Confindustria: Cuneo e Alessandria si mettono insieme

Confindustria: Cuneo e Alessandria si mettono insieme

(ASCA) - Torino, 6 giu 2014 - Si razionalizza la struttura di Confindustria in Piemonte. Due delle principali associazioni territoriali, Alessandria e Cuneo, hanno deciso di unirsi per ora sotto forma di patto federativo.

Si tratta della prima applicazione in Piemonte della riforma associativa indicata dal comitato di viale dell'Astronomia presieduto da Carlo Pesenti per ottimizzare oltre che i costi i servizi, a fronte di un'attivita' delle imprese sempre meno comprimibile nell'ambito delle province.

E questo dovrebbe essere il primo passo per il coinvolgimento anche di Asti (1.149.000 euro di bilancio e 240 aziende, 11mila addetti) per la creazione di una Confindustria del Piemonte Sud. Una strada che per ora registra ancora qualche perplessita' nel capoluogo astigiano, per il timore che l' Unione Industriale di Piazza Medici venga schiacciata dalla nuova realta' associativa.

Il protocollo di intesa per la federazione delle due associazioni presiedute da Franco Biraghi (Cuneo) e Marco Giovannini (Alessandria) sara' firmato lunedi' 16 giugno in occasione dell'assemblea generale di Confindustria Cuneo alla presenza del presidente di Confindustria Piemonte Gianfranco Carbonato. Molte sono le aziende che hanno interessi e soprattutto stabilimenti in entrambe le province come ad esempio la Campari (a Novi Ligure, come a Canale d'Alba).

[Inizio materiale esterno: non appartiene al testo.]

const IRREGULAR_VERBS: &[(&str, &str)] = &[
    ("drew", "draw"), ("drawn", "draw"), ("held", "hold"), ("fought", "fight"),
    ("slew", "slay"), ("slain", "slay"), ("left", "leave"), ("swung", "swing"),
    ("learnt", "learn"), ("went", "go"), ("gone", "go"), ("came", "come"), ("saw", "see"),
    ("seen", "see"), ("met", "meet"), ("found", "find"), ("gave", "give"), ("given", "give"),
    ("took", "take"), ("taken", "take"), ("told", "tell"), ("spoke", "speak"),
    ("spoken", "speak"), ("said", "say"), ("stole", "steal"), ("stolen", "steal"),
    ("bought", "buy"), ("sold", "sell"), ("fled", "flee"), ("hid", "hide"),
    ("hidden", "hide"), ("sought", "seek"), ("brought", "bring"), ("sent", "send"),
    ("kept", "keep"), ("lost", "lose"), ("won", "win"), ("threw", "throw"),
    ("thrown", "throw"), ("shot", "shoot"), ("struck", "strike"), ("drank", "drink"),
    ("drunk", "drink"), ("ate", "eat"), ("eaten", "eat"), ("wore", "wear"), ("worn", "wear"),
    ("broke", "break"), ("broken", "break"), ("built", "build"), ("burnt", "burn"),
    ("froze", "freeze"), ("frozen", "freeze"), ("flew", "fly"), ("flown", "fly"),
    ("rode", "ride"), ("ridden", "ride"), ("ran", "run"), ("wrote", "write"),
    ("written", "write"), ("slept", "sleep"), ("woke", "wake"), ("paid", "pay"),
    ("knew", "know"), ("known", "know"), ("thought", "think"), ("heard", "hear"),
    ("caught", "catch"), ("led", "lead"), ("fell", "fall"), ("fallen", "fall"),
    ("stood", "stand"), ("began", "begin"), ("begun", "begin"), ("became", "become"),
    ("made", "make"), ("got", "get"), ("gotten", "get"),
];

struct Lexicon {
    verbs: HashSet<&'static str>,
    irregular: HashMap<&'static str, &'static str>,
}

fn lexicon() -> &'static Lexicon {
    static LEXICON: OnceLock<Lexicon> = OnceLock::new();
    LEXICON.get_or_init(|| Lexicon {
        verbs: VERB_LEXICON.iter().copied().collect(),
        irregular: IRREGULAR_VERBS.iter().copied().collect(),
    })
}

fn undouble(stem: &str) -> Option<&str> {
    let bytes = stem.as_bytes();
    let n = bytes.len();
    if n >= 3 && bytes[n - 1] == bytes[n - 2] && bytes[n - 1].is_ascii_alphabetic() {
        Some(&stem[..n - 1])
    } else {
        None
    }
}

/// Base form of a verb, if `word` (lower-cased) inflects a lexicon verb.
pub fn verb_lemma(word: &str) -> Option<String> {
    let lex = lexicon();
    if let Some(base) = lex.irregular.get(word) {
        return Some((*base).to_string());
    }
    if lex.verbs.contains(word) {
        return Some(word.to_string());
    }

    let mut candidates: Vec<String> = Vec::new();
    if let Some(stem) = word.strip_suffix("ies").or_else(|| word.strip_suffix("ied")) {
        candidates.push(format!("{}y", stem));
    }
    if let Some(stem) = word.strip_suffix("ing") {
        candidates.push(stem.to_string());
        candidates.push(format!("{}e", stem));
        if let Some(single) = undouble(stem) {
            candidates.push(single.to_string());
        }
    }
    if let Some(stem) = word.strip_suffix("ed") {
        candidates.push(stem.to_string());
        if let Some(single) = undouble(stem) {
            candidates.push(single.to_string());
        }
    }
    if let Some(stem) = word.strip_suffix('d') {
        candidates.push(stem.to_string());
    }
    if let Some(stem) = word.strip_suffix("es") {
        candidates.push(stem.to_string());
    }
    if let Some(stem) = word.strip_suffix('s') {
        candidates.push(stem.to_string());
    }

    candidates.into_iter().find(|c| lex.verbs.contains(c.as_str()))
}

fn singular(word: &str) -> String {
    if word.len() > 4 {
        if let Some(stem) = word.strip_suffix("ies") {
            return format!("{}y", stem);
        }
    }
    if word.len() > 3 && word.ends_with('s') && !word.ends_with("ss") {
        return word[..word.len() - 1].to_string();
    }
    word.to_string()
}

fn is_capitalized(word: &str) -> bool {
    word.chars().next().map(|c| c.is_uppercase()).unwrap_or(false)
}

/// Heuristic tokenizer, tagger, parser, and recognizer.
#[derive(Debug, Clone, Default)]
pub struct HeuristicAnalyzer;

impl HeuristicAnalyzer {
    pub fn new() -> Self {
        Self
    }

    /// Indices where each sentence starts, plus the end sentinel.
    fn sentence_bounds(raw: &[RawToken]) -> Vec<usize> {
        let mut bounds = vec![0];
        for (i, token) in raw.iter().enumerate() {
            if !matches!(token.text.as_str(), "." | "!" | "?") || i + 1 >= raw.len() {
                continue;
            }
            // "Dr. Vex" does not end a sentence
            let after_honorific =
                i > 0 && HONORIFICS.contains(&raw[i - 1].text.to_lowercase().as_str());
            if !after_honorific {
                bounds.push(i + 1);
            }
        }
        bounds.push(raw.len());
        bounds.dedup();
        bounds
    }

    fn tag(word: &str, sentence_initial: bool) -> (PartOfSpeech, String) {
        let lower = word.to_lowercase();

        if lower == "'s" || lower == "\u{2019}s" {
            return (PartOfSpeech::Part, lower);
        }
        if !word.chars().next().map(|c| c.is_alphanumeric()).unwrap_or(false) {
            return (PartOfSpeech::Punct, word.to_string());
        }
        if word.chars().all(|c| c.is_ascii_digit()) {
            return (PartOfSpeech::Num, lower);
        }
        if DETERMINERS.contains(&lower.as_str()) {
            return (PartOfSpeech::Det, lower);
        }
        if ADPOSITIONS.contains(&lower.as_str()) {
            return (PartOfSpeech::Adp, lower);
        }
        if PRONOUNS.contains(&lower.as_str()) {
            return (PartOfSpeech::Pron, lower);
        }
        if CONJUNCTIONS.contains(&lower.as_str()) {
            return (PartOfSpeech::Cconj, lower);
        }
        if ADVERBS.contains(&lower.as_str()) {
            return (PartOfSpeech::Adv, lower);
        }
        if AUXILIARIES.contains(&lower.as_str()) {
            return (PartOfSpeech::Aux, lower);
        }

        let verb = verb_lemma(&lower);
        if is_capitalized(word) {
            let imperative = sentence_initial && verb.is_some();
            if !imperative && !(sentence_initial && SENTENCE_STARTERS.contains(&lower.as_str())) {
                return (PartOfSpeech::Propn, word.to_string());
            }
        }
        if let Some(lemma) = verb {
            return (PartOfSpeech::Verb, lemma);
        }
        if lower.len() > 4 && lower.ends_with("ed") {
            let stem = &lower[..lower.len() - 2];
            return (PartOfSpeech::Verb, stem.to_string());
        }
        (PartOfSpeech::Noun, singular(&lower))
    }

    /// Assign heads and dependency labels within one sentence `[start, end)`.
    fn parse_sentence(tokens: &mut [Token], start: usize, end: usize) {
        let verbs: Vec<usize> = (start..end)
            .filter(|&i| tokens[i].pos == PartOfSpeech::Verb)
            .collect();
        let root_verb = verbs.first().copied();

        for &v in &verbs {
            if Some(v) == root_verb {
                tokens[v].head = v;
                tokens[v].dep = dep::ROOT.to_string();
            } else if let Some(root) = root_verb {
                tokens[v].head = root;
                tokens[v].dep = dep::CONJ.to_string();
            }
        }

        // Noun chunks: runs of determiners, numerals, and nominals
        let mut chunks: Vec<(usize, usize, usize)> = Vec::new(); // (start, end, root)
        let mut i = start;
        while i < end {
            let in_chunk = |pos: PartOfSpeech| {
                matches!(pos, PartOfSpeech::Det | PartOfSpeech::Num | PartOfSpeech::Adj)
                    || pos.is_nominal()
            };
            if !in_chunk(tokens[i].pos) {
                i += 1;
                continue;
            }
            let chunk_start = i;
            while i < end && in_chunk(tokens[i].pos) {
                i += 1;
            }
            if let Some(root) = (chunk_start..i).rev().find(|&j| tokens[j].pos.is_nominal()) {
                chunks.push((chunk_start, i, root));
            }
        }

        for &(chunk_start, chunk_end, root) in &chunks {
            for j in chunk_start..chunk_end {
                if j == root {
                    continue;
                }
                tokens[j].head = root;
                tokens[j].dep = match tokens[j].pos {
                    PartOfSpeech::Det => dep::DET,
                    PartOfSpeech::Adj => dep::AMOD,
                    PartOfSpeech::Num => dep::DEP,
                    _ => dep::COMPOUND,
                }
                .to_string();
            }
        }

        // Adpositions attach to the preceding noun for "of", else the nearest verb
        for j in start..end {
            if tokens[j].pos != PartOfSpeech::Adp {
                continue;
            }
            let prev_chunk_root = chunks.iter().find(|c| c.1 == j).map(|c| c.2);
            let prev_verb = verbs.iter().rev().find(|&&v| v < j).copied();
            let head = if tokens[j].lemma == "of" {
                prev_chunk_root.or(prev_verb)
            } else {
                prev_verb.or(prev_chunk_root)
            };
            tokens[j].dep = dep::PREP.to_string();
            tokens[j].head = head.unwrap_or(j);
        }

        let mut previous_role: Option<(String, usize)> = None;
        for (n, &(chunk_start, chunk_end, root)) in chunks.iter().enumerate() {
            let prev = (chunk_start > start).then(|| chunk_start - 1);
            let next = (chunk_end < end).then_some(chunk_end);

            let next_verb = (chunk_end..end)
                .take_while(|&k| {
                    matches!(
                        tokens[k].pos,
                        PartOfSpeech::Adv | PartOfSpeech::Aux | PartOfSpeech::Verb
                    )
                })
                .find(|&k| tokens[k].pos == PartOfSpeech::Verb);
            let next_aux = next.filter(|&k| tokens[k].pos == PartOfSpeech::Aux);

            let role: Option<(String, usize)> = match (prev.map(|p| tokens[p].pos), next) {
                (_, Some(k)) if tokens[k].pos == PartOfSpeech::Part => {
                    tokens[k].head = root;
                    tokens[k].dep = dep::CASE.to_string();
                    chunks
                        .get(n + 1)
                        .filter(|c| c.0 == k + 1)
                        .map(|c| (dep::POSS.to_string(), c.2))
                }
                (Some(PartOfSpeech::Adp), _) => prev.map(|p| (dep::POBJ.to_string(), p)),
                (Some(PartOfSpeech::Verb), _) => prev.map(|p| (dep::DOBJ.to_string(), p)),
                (Some(PartOfSpeech::Aux), _) => prev.map(|p| (dep::ATTR.to_string(), p)),
                (Some(PartOfSpeech::Cconj), _) if previous_role.is_some() => previous_role.clone(),
                _ => next_verb
                    .or(next_aux)
                    .map(|v| (dep::NSUBJ.to_string(), v)),
            };

            match role {
                Some((label, head)) => {
                    tokens[root].dep = label.clone();
                    tokens[root].head = head;
                    previous_role = Some((label, head));
                }
                None => {
                    tokens[root].head = root_verb.unwrap_or(root);
                    let label = if root_verb.is_some() { dep::DEP } else { dep::ROOT };
                    tokens[root].dep = label.to_string();
                    previous_role = None;
                }
            }
        }

        for j in start..end {
            let label = match tokens[j].pos {
                PartOfSpeech::Punct => dep::PUNCT,
                PartOfSpeech::Cconj => "cc",
                PartOfSpeech::Adv => "advmod",
                PartOfSpeech::Aux => "aux",
                PartOfSpeech::Pron => dep::DEP,
                _ => continue,
            };
            tokens[j].dep = label.to_string();
            tokens[j].head = match tokens[j].pos {
                PartOfSpeech::Aux => verbs
                    .iter()
                    .find(|&&v| v > j)
                    .copied()
                    .or(root_verb)
                    .unwrap_or(j),
                _ => root_verb.unwrap_or(j),
            };
        }
    }

    /// Recognize generic entities within one sentence.
    fn recognize(tokens: &[Token], start: usize, end: usize, entities: &mut Vec<EntitySpan>) {
        let mut i = start;
        while i < end {
            if tokens[i].pos == PartOfSpeech::Num {
                entities.push(EntitySpan {
                    start: i,
                    end: i + 1,
                    label: generic::CARDINAL.to_string(),
                });
                i += 1;
                continue;
            }
            if tokens[i].pos != PartOfSpeech::Propn {
                i += 1;
                continue;
            }

            let span_start = i;
            i += 1;
            while i < end {
                if tokens[i].pos == PartOfSpeech::Propn {
                    i += 1;
                    continue;
                }
                // Only "of" and "the" connect name parts ("Sword of the Fallen")
                let connector = matches!(tokens[i].lemma.as_str(), "of" | "the");
                let next_is_name = i + 1 < end
                    && (tokens[i + 1].pos == PartOfSpeech::Propn
                        || (tokens[i + 1].lemma == "the"
                            && i + 2 < end
                            && tokens[i + 2].pos == PartOfSpeech::Propn));
                if connector && next_is_name {
                    i += 1;
                } else {
                    break;
                }
            }
            let span_end = i;

            let first = tokens[span_start].text.to_lowercase();
            let last = tokens[span_end - 1].text.to_lowercase();
            let prev = (span_start > start)
                .then(|| tokens[span_start - 1].text.to_lowercase());

            let titled = prev.as_deref().map(|p| HONORIFICS.contains(&p)).unwrap_or(false)
                || (span_end - span_start > 1 && HONORIFICS.contains(&first.as_str()));
            let label = if titled {
                generic::PERSON
            } else if ORG_SUFFIXES.contains(&last.as_str()) {
                generic::ORG
            } else if span_end - span_start == 1 && tokens[span_start].dep == dep::NSUBJ {
                generic::PERSON
            } else {
                generic::MISC
            };

            entities.push(EntitySpan {
                start: span_start,
                end: span_end,
                label: label.to_string(),
            });
        }
    }
}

''Abbiamo deciso di unirci per dare di piu' alle nostre imprese - dicono all'unisono i presidenti delle due associazioni territoriali -. L'augurio e' quello di ottenere risultati sempre maggiori, perche' l'unione fa la forza non e' uno slogan, ma il segreto di chiunque abbia praticato, nella vita o nello sport, il gioco di squadra. Il nostro slogan resta: piu' forza, piu' vicinanza, piu' sinergie''.

La decisione deriva anche dalla necessita' di razionalizzare le risorse che in una fase di crisi come quella attuale si mostra con ancora maggiore evidenza. Lo stesso presidente Biraghi ha ammesso nei mesi scorsi che il tasso di morosita' degli associati e' vicino al 10%. Ad Alessandria, 500 imprese per 27mila addetti, e 2 milioni di bilancio, quasi un milione finisce ogni anno solo nel costo del personale per 20 dipendenti fra staff e specialisti. Nell'aprile scorso Luigi Asteggiano, direttore di Confindustria Cuneo (4.800.000 euro di bilancio nel 2013 con 1.149 aziende, circa 50 in meno rispetto al 2012, e circa 60mila addetti) si e' dimesso e non e' stato sostituito proprio in vista dell'intesa con Alessandria.

Il processo di snellimento delle strutture non riguarda solo Confindustria ma anche la sua controparte naturale, il sindacato, che in Piemonte ha gia' avviato l'accorpamento delle sedi territoriali. E segue naturalmente quello istituzionale dell'abolizione delle province.